Os policiais penais alegam que a medida beneficia a saúde da categoria, exposta aos malefícios do cigarro de forma passiva. Além disso, reduz o risco de incêndios e dificulta o tráfico de drogas, pois os cigarros são usados como moeda de troca dentro dos presídios.
“São grupos próximos às ideias de extrema direita, que pensam o preso como não sendo humano e nem portador de direitos. Querem tratá-los de forma desumana, como se fosse a escória da sociedade”, afirma Róbson Sávio Reis Souza, presidente do Conedh-MG (Conselho Estadual de Defesa dos Direitos Humanos de Minas Gerais).
Para Souza, esse tipo de medida dá uma ideia falsa de controle do sistema prisional, de que o governo é forte e duro com os presos.
A juíza Janete Gomes Moreira, da 4ª Vara da Fazenda Pública de Belo Horizonte, indeferiu a petição inicial da Defensoria. Para a juíza, a demanda buscava proteger o “direito ao uso do cigarro”, o que não seria possível por meio de Ação Civil Pública.
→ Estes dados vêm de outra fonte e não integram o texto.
//! Payment transactions.
//!
//! Each payment attempt is its own stream. A transaction is opened in the
//! same batch that creates or re-arms its enrollment, and completed in the
//! same batch that activates it.

mod aggregate;
mod events;

pub use aggregate::{NewTransaction, PaymentTransaction};
pub use events::{
    TransactionCompletedData, TransactionEvent, TransactionFailedData, TransactionOpenedData,
    TransactionRefundedData,
};

use serde::{Deserialize, Serialize};
use thiserror::Error;

/// Payment method recorded on every transaction.
pub const PAYMENT_METHOD_UPI: &str = "UPI";

#[derive(Debug, Clone, Copy, PartialEq, Eq, Hash, Serialize, Deserialize, Default)]
#[serde(rename_all = "lowercase")]
pub enum TransactionStatus {
    #[default]
    Pending,
    Completed,
    Failed,
    Refunded,
}

impl TransactionStatus {
    pub fn as_str(&self) -> &'static str {
        match self {
            TransactionStatus::Pending => "pending",
            TransactionStatus::Completed => "completed",
            TransactionStatus::Failed => "failed",
            TransactionStatus::Refunded => "refunded",
        }
    }
}

impl std::fmt::Display for TransactionStatus {
    fn fmt(&self, f: &mut std::fmt::Formatter<'_>) -> std::fmt::Result {
        write!(f, "{}", self.as_str())
    }
}

#[derive(Debug, Error)]
pub enum TransactionError {
    #[error("Transaction already opened")]
    AlreadyOpened,

    #[error("Transaction has not been opened")]
    NotOpened,

    #[error("Invalid state transition: cannot {action} a {current} transaction")]
    InvalidStateTransition {
        current: TransactionStatus,
        action: &'static str,
    },
}
//! Enrollment and payment status machines.

use serde::{Deserialize, Serialize};

/// Where a student's enrollment in a course stands.
///
/// State transitions:
/// ```text
/// Pending ──► Active ──► Completed
///    │          │
///    └──────────┴──► Cancelled ──► Pending (re-initiation)
/// ```
///
/// `Paid` is a legacy name for `Active` and is treated identically.
#[derive(Debug, Clone, Copy, PartialEq, Eq, Hash, Serialize, Deserialize, Default)]
#[serde(rename_all = "lowercase")]
pub enum EnrollmentStatus {
    #[default]
    Pending,
    Paid,
    Active,
    Completed,
    Cancelled,
}

impl EnrollmentStatus {
    /// The single access rule: the student may use the course content.
    pub fn grants_access(&self) -> bool {
        matches!(
            self,
            EnrollmentStatus::Active | EnrollmentStatus::Paid | EnrollmentStatus::Completed
        )
    }

    /// A new payment attempt may be opened.
    pub fn can_initiate(&self) -> bool {
        matches!(self, EnrollmentStatus::Pending | EnrollmentStatus::Cancelled)
    }

    pub fn can_confirm_payment(&self) -> bool {
        matches!(self, EnrollmentStatus::Pending)
    }

    pub fn can_cancel(&self) -> bool {
        matches!(
            self,
            EnrollmentStatus::Pending | EnrollmentStatus::Active | EnrollmentStatus::Paid
        )
    }

    pub fn as_str(&self) -> &'static str {
        match self {
            EnrollmentStatus::Pending => "pending",
            EnrollmentStatus::Paid => "paid",
            EnrollmentStatus::Active => "active",
            EnrollmentStatus::Completed => "completed",
            EnrollmentStatus::Cancelled => "cancelled",
        }
    }
}

impl std::fmt::Display for EnrollmentStatus {
    fn fmt(&self, f: &mut std::fmt::Formatter<'_>) -> std::fmt::Result {
        write!(f, "{}", self.as_str())
    }
}

/// Payment side of an enrollment.
#[derive(Debug, Clone, Copy, PartialEq, Eq, Hash, Serialize, Deserialize, Default)]
#[serde(rename_all = "lowercase")]
pub enum PaymentStatus {
    #[default]
    Pending,
    Completed,
    Failed,
}

impl PaymentStatus {
    pub fn as_str(&self) -> &'static str {
        match self {
            PaymentStatus::Pending => "pending",
            PaymentStatus::Completed => "completed",
            PaymentStatus::Failed => "failed",
        }
    }
}

impl std::fmt::Display for PaymentStatus {
    fn fmt(&self, f: &mut std::fmt::Formatter<'_>) -> std::fmt::Result {
        write!(f, "{}", self.as_str())
    }
}
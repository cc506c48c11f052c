use thiserror::Error;

use crate::{AggregateId, Version};

/// Errors that can occur when interacting with the event store.
#[derive(Debug, Error)]
pub enum EventStoreError {
    /// The stream was not at the version the writer expected.
    #[error(
        "Concurrency conflict for aggregate {aggregate_id}: expected version {expected}, found {actual}"
    )]
    ConcurrencyConflict {
        aggregate_id: AggregateId,
        expected: Version,
        actual: Version,
    },

    /// The aggregate was not found in the event store.
    #[error("Aggregate not found: {0}")]
    AggregateNotFound(AggregateId),

    /// The events handed to an append were malformed.
    #[error("Invalid append: {0}")]
    InvalidAppend(String),

    /// A database error occurred.
    #[error("Database error: {0}")]
    Database(#[from] sqlx::Error),

    /// A database migration error occurred.
    #[error("Migration error: {0}")]
    Migration(#[from] sqlx::migrate::MigrateError),

    /// A serialization/deserialization error occurred.
    #[error("Serialization error: {0}")]
    Serialization(#[from] serde_json::Error),
}

impl EventStoreError {
    /// Returns true when the error means another writer got there first.
    pub fn is_concurrency_conflict(&self) -> bool {
        matches!(self, EventStoreError::ConcurrencyConflict { .. })
    }
}

/// Result type for event store operations.
pub type Result<T> = std::result::Result<T, EventStoreError>;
A Defensoria recorreu argumentando que a juíza não compreendeu a demanda, que tem como objetivo central a tutela da saúde dos presos, e não a garantia do direito ao uso do cigarro. O recurso ainda não foi julgado.
Os defensores também destacam a falta de estrutura adequada nos presídios para lidar com os efeitos da abstinência, como a carência de profissionais de saúde e a superlotação das unidades. Abreu destaca que a medida foi tomada de forma precipitada, sem o governo mineiro ao menos apontar qual o número de presos fumantes.
A preocupação da Defensoria se baseia em documentos oficiais que orientam a política de combate ao tabagismo. Tanto o Protocolo Clínico e Diretrizes Terapêuticas para o Tabagismo (PDCT), do Ministério da Saúde, quanto uma Nota Técnica da Secretaria de Estado de Saúde de Minas Gerais, reforçam a necessidade de tratamento individualizado e voluntário para a dependência de nicotina.
“O tratamento deve ser oferecido como uma opção, não devendo ser compulsório, tendo em vista que é importante respeitar a autonomia do indivíduo e oferecer suporte e informações para que ele possa tomar a melhor decisão para a sua saúde”, diz a nota técnica da secretaria de Saúde do governo mineiro.
Familiares de presos temem rebeliões
Na análise de Maria Tereza dos Santos, a dona Tereza, do GafiPPL (Grupo de Amigos e Familiares de Pessoas em Privação de Liberdade), a retirada dos cigarros, além de perversa, pode ser o estopim para rebeliões e motins.
Em 25 de julho, uma rebelião na Penitenciária de Três Corações, no sul de Minas, foi atribuída à proibição do cigarro. Procurado, o governo mineiro não respondeu aos questionamentos sobre o motim.
Tereza afirma que a articulação das famílias, que se alinharam para conversar com os presos, tem contido novas rebeliões. “A única coisa que o preso tem para descarregar a angústia, a ansiedade e o ódio por ter que andar de cabeça baixa, levando tapa e não poder reagir é o cigarro. Na hora que o bicho pega, ele senta no cantinho dele e fuma”, diz.
A deputada estadual Andréia de Jesus (PT), presidente da Comissão de Direitos Humanos da Assembleia Legislativa de Minas Gerais, pede uma ação do Ministério Público Estadual na defesa dos direitos dos presos.
“Não há dúvida que o interesse é o extermínio da população carcerária. Não se oferece tratamento de saúde e impõe de forma súbita uma medida que prejudica o convívio. Quero discutir o fracasso do sistema prisional. Eu defendo os pretos e pobres, que é um grupo com o qual nem a esquerda consegue conversar”, disse.
Para ela, com a proibição, o cigarro torna-se um objeto mais valorizado para o comércio dentro do sistema carcerário, favorecendo os agentes suscetíveis à corrupção.